The factors that contribute to our haze are complex, but the study will attack pollution from many angles.

More than two dozen researchers and students are starting to collect data on the air we breathe.

They want to find out where pollution comes from, why it varies from day to day, and how to tackle the problem.

Many factors combine to create this foul haze. So a team of scientists will use these tools to collect data, dissect the haze, and create computer models to help us avoid it in the future.

"What we're trying to do is sort of understand what are the factors that influence how a city operates with regard to air pollution," says Joseph Klewicki, chairman of the University of Utah Mechanical Engineering Department.
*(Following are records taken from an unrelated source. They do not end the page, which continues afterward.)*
#![forbid(unsafe_code)]

//! Per-drag bookkeeping. Exists only between start and end/cancel.

use kanban_core::id::ColumnId;

use crate::board::Board;
use crate::config::SettlePolicy;
use crate::id::DndId;

/// State of one drag in progress.
#[derive(Debug, Clone)]
pub struct DragSession {
    active: DndId,
    source_column: ColumnId,
    origin_index: usize,
    last_resolved: Option<DndId>,
    just_relocated: bool,
    relocations: usize,
    snapshot: Board,
}

impl DragSession {
    pub(crate) fn new(
        active: DndId,
        source_column: ColumnId,
        origin_index: usize,
        snapshot: Board,
    ) -> Self {
        Self {
            active,
            source_column,
            origin_index,
            last_resolved: None,
            just_relocated: false,
            relocations: 0,
            snapshot,
        }
    }

    /// The dragged element.
    #[must_use]
    pub fn active(&self) -> &DndId {
        &self.active
    }

    /// Column the item was picked up from. For a column drag, the column itself.
    #[must_use]
    pub fn source_column(&self) -> &ColumnId {
        &self.source_column
    }

    /// Index in the source column at pickup (column index for a column drag).
    #[must_use]
    pub fn origin_index(&self) -> usize {
        self.origin_index
    }

    /// Most recent non-empty resolution.
    #[must_use]
    pub fn last_resolved(&self) -> Option<&DndId> {
        self.last_resolved.as_ref()
    }

    /// Whether the settle flag is raised.
    #[must_use]
    pub fn just_relocated(&self) -> bool {
        self.just_relocated
    }

    /// Cross-column relocations performed so far in this drag.
    #[must_use]
    pub fn relocations(&self) -> usize {
        self.relocations
    }

    /// Board as it was at pickup.
    #[must_use]
    pub fn snapshot(&self) -> &Board {
        &self.snapshot
    }

    pub(crate) fn into_snapshot(self) -> Board {
        self.snapshot
    }

    pub(crate) fn record_resolution(&mut self, target: DndId) {
        self.last_resolved = Some(target);
    }

    pub(crate) fn record_relocation(&mut self, policy: SettlePolicy) {
        self.relocations += 1;
        self.just_relocated = policy != SettlePolicy::Disabled;
    }

    /// Called after each resolver evaluation.
    pub(crate) fn evaluated(&mut self, policy: SettlePolicy) {
        if policy == SettlePolicy::NextEvaluation {
            self.just_relocated = false;
        }
    }

    /// The settle tick. Returns whether the flag was cleared.
    pub(crate) fn settle(&mut self) -> bool {
        std::mem::take(&mut self.just_relocated)
    }
}

#[cfg(test)]
mod tests {
    use super::*;

    fn session() -> DragSession {
        DragSession::new(DndId::item("T1"), ColumnId::from("todo"), 0, Board::default())
    }

    #[test]
    fn next_evaluation_clears_after_one_read() {
        let mut s = session();
        s.record_relocation(SettlePolicy::NextEvaluation);
        assert!(s.just_relocated());
        s.evaluated(SettlePolicy::NextEvaluation);
        assert!(!s.just_relocated());
        assert_eq!(s.relocations(), 1);
    }

    #[test]
    fn deferred_waits_for_tick() {
        let mut s = session();
        s.record_relocation(SettlePolicy::Deferred);
        s.evaluated(SettlePolicy::Deferred);
        s.evaluated(SettlePolicy::Deferred);
        assert!(s.just_relocated());
        assert!(s.settle());
        assert!(!s.settle());
    }

    #[test]
    fn disabled_never_raises() {
        let mut s = session();
        s.record_relocation(SettlePolicy::Disabled);
        assert!(!s.just_relocated());
        assert_eq!(s.relocations(), 1);
    }
}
Atmospheric scientists, ecologists and urban planners will work together in the $1.5 million Salt Lake Valley Airshed Project.

This tower went up on top of Beacon Heights Elementary today. The equipment, called anemometers, will measure atmospheric conditions in Salt Lake City, wind speeds and directions, and later will measure fluctuations of carbon dioxide.

"Measure how carbon dioxide is transported from ground level in urban areas into the atmosphere, or vice versa, from the atmosphere down to ground level," says Matt Nelson, a doctoral student.

One of the things they expect to discover is exactly how a spike in traffic here on Foothill Boulevard caused an increase in the pollutants in the air.

"What we hope to come up with is some mechanistic descriptions of how a city evolves and how growth in a city might be modeled so that we can do better planning," Klewicki says.

Later in the project, they will create a computer model to trace the complex interactions of a great number of factors -- from cars and climate to trees, furnaces and water vapor.

If scientists can understand how the pollution is created and moves in the valley, policy-makers can better understand how to reduce it.

The project should last 30 months. Despite population growth, tougher clean air regulations have led to improved air quality in the last two decades. But it's still potentially unhealthy when the haze moves in.